Losing a loved one is hard enough. The last thing you need is to find out you can’t afford their funeral costs.
Funerals are expensive, and expenses can feel like an impossible burden when added to the weight of grief and loss. Fortunately, there are ways to lessen these costs. Read on to learn how to keep funeral costs in check, so you can focus on what really matters.
What is the average cost of a funeral?
The average cost of basic funeral services is $2,000. This fee covers basic logistics — coordination with the cemetery, preparation of notices and death certificates, and filing for essential permits. But unfortunately, the expenses don’t stop there.
In addition to basic services, you’ll likely also have to pay for transportation ($318 via hearse, $143 via van). Depending on your preferences, you may have to shell out for a metal casket ($2,395), a cremation casket ($1,000), or an urn ($280). And then there’s the cost of space, catering, and other services for the ceremony itself.

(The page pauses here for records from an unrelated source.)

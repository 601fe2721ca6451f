//src/main.rs

use axum::{
    middleware as axum_middleware,
    routing::{get, patch, post},
    Router,
};
use tokio::net::TcpListener;
use utoipa::OpenApi;
use utoipa_swagger_ui::SwaggerUi;

// Declaração dos nossos módulos
mod common;
mod config;
mod db;
mod docs;
mod handlers;
mod middleware;
mod models;
mod services;
mod sync;

// Importações principais
use crate::config::{AppState, Settings};
use crate::middleware::auth::admin_guard;

#[tokio::main]
async fn main() {
    tracing_subscriber::fmt().with_target(false).compact().init();

    // Configuração resolvida uma vez e injetada; nada mais lê o ambiente
    let settings = Settings::from_env();

    // .expect() é bom aqui: se a configuração falhar, a aplicação não deve iniciar.
    let app_state = AppState::new(&settings)
        .await
        .expect("Falha ao inicializar o estado da aplicação.");

    // Roda as migrações do SQLx na inicialização, quando há storage
    if let Some(pool) = &app_state.db_pool {
        sqlx::migrate!()
            .run(pool)
            .await
            .expect("Falha ao rodar as migrações do banco de dados.");
        tracing::info!("✅ Migrações do banco de dados executadas com sucesso!");
    }

    // Rotas administrativas (protegidas pelo middleware de segredo)
    let admin_routes = Router::new()
        .route("/transactions", get(handlers::admin::list_transactions))
        .route(
            "/transactions/{id}",
            patch(handlers::admin::update_transaction)
                .delete(handlers::admin::delete_transaction),
        )
        .route(
            "/transactions/{id}/restore",
            post(handlers::admin::restore_transaction),
        )
        .layer(axum_middleware::from_fn_with_state(
            app_state.clone(),
            admin_guard,
        ));

    // Combina tudo no router principal. A autorização do sync fica no
    // handler porque a assinatura HMAC depende da chave do workspace no corpo.
    let app = Router::new()
        .route("/api/health", get(|| async { "OK" }))
        .route(
            "/api/sync",
            post(handlers::sync::sync).get(handlers::sync::pull),
        )
        .nest("/api/admin", admin_routes)
        .merge(SwaggerUi::new("/docs").url("/api-docs/openapi.json", docs::ApiDoc::openapi()))
        .with_state(app_state);

    // Inicia o servidor
    let addr = format!("0.0.0.0:{}", settings.port);
    let listener = TcpListener::bind(&addr)
        .await
        .expect("Falha ao iniciar o listener TCP");
    tracing::info!("🚀 Servidor escutando em {}", listener.local_addr().unwrap());
    axum::serve(listener, app)
        .await
        .expect("Erro no servidor Axum");
}
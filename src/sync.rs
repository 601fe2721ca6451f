// O núcleo da sincronização: funções puras, sem I/O. Os services orquestram
// storage e auditoria em volta delas.

pub mod identity;
pub mod merge;
pub mod project;
pub mod revision;
pub mod temporal;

According to Josh Mullins, funeral director of Affinity Funeral Service in Richmond, Virginia, average total funeral costs range from $3,000 to $5,000 for cremation and $7,000 to $15,000 for burial. “Burial [costs] can go even higher, based on local cemetery regulations and fees,” Mullins adds.
Who has to pay for a funeral?
If there is no funeral insurance, the estate of the person who died usually pays for funeral costs. This means that the money will come out of their savings, checking, or investment accounts, or from the sale of personal property. The executor of the person’s will releases funds to pay the funeral home.
If there isn’t sufficient money in the deceased person’s estate, whoever signs the funeral contract is responsible for the remaining balance. For instance, if you’re planning your mother’s funeral and her money covers all but $2,000, you must pay that remaining amount.
Here are the nine ways to lighten the financial burden of a funeral, beginning with ways you can cut costs and ending with financing options to help cover those costs.
How to cut funeral costs
Honoring your loved one doesn’t have to mean spending an exorbitant amount of money. Consider the following low-cost burial options to help reduce costs:
Cremation surpassed burial in popularity in 2015, according to the National Funeral Directors Association. This is unsurprising, given that cremation is far less expensive than being buried in a casket or vault.
If you do a direct cremation that doesn’t involve a viewing prior, the average cost is $1,000, according to the Cremation Research Council. That’s several thousands of dollars cheaper than a burial.
A green burial involves burying an un-embalmed body in a biodegradable shroud. This process is the least harmful to the environment. At $2000 to $3000 (according to MarketWatch), it’s also significantly cheaper than a standard burial.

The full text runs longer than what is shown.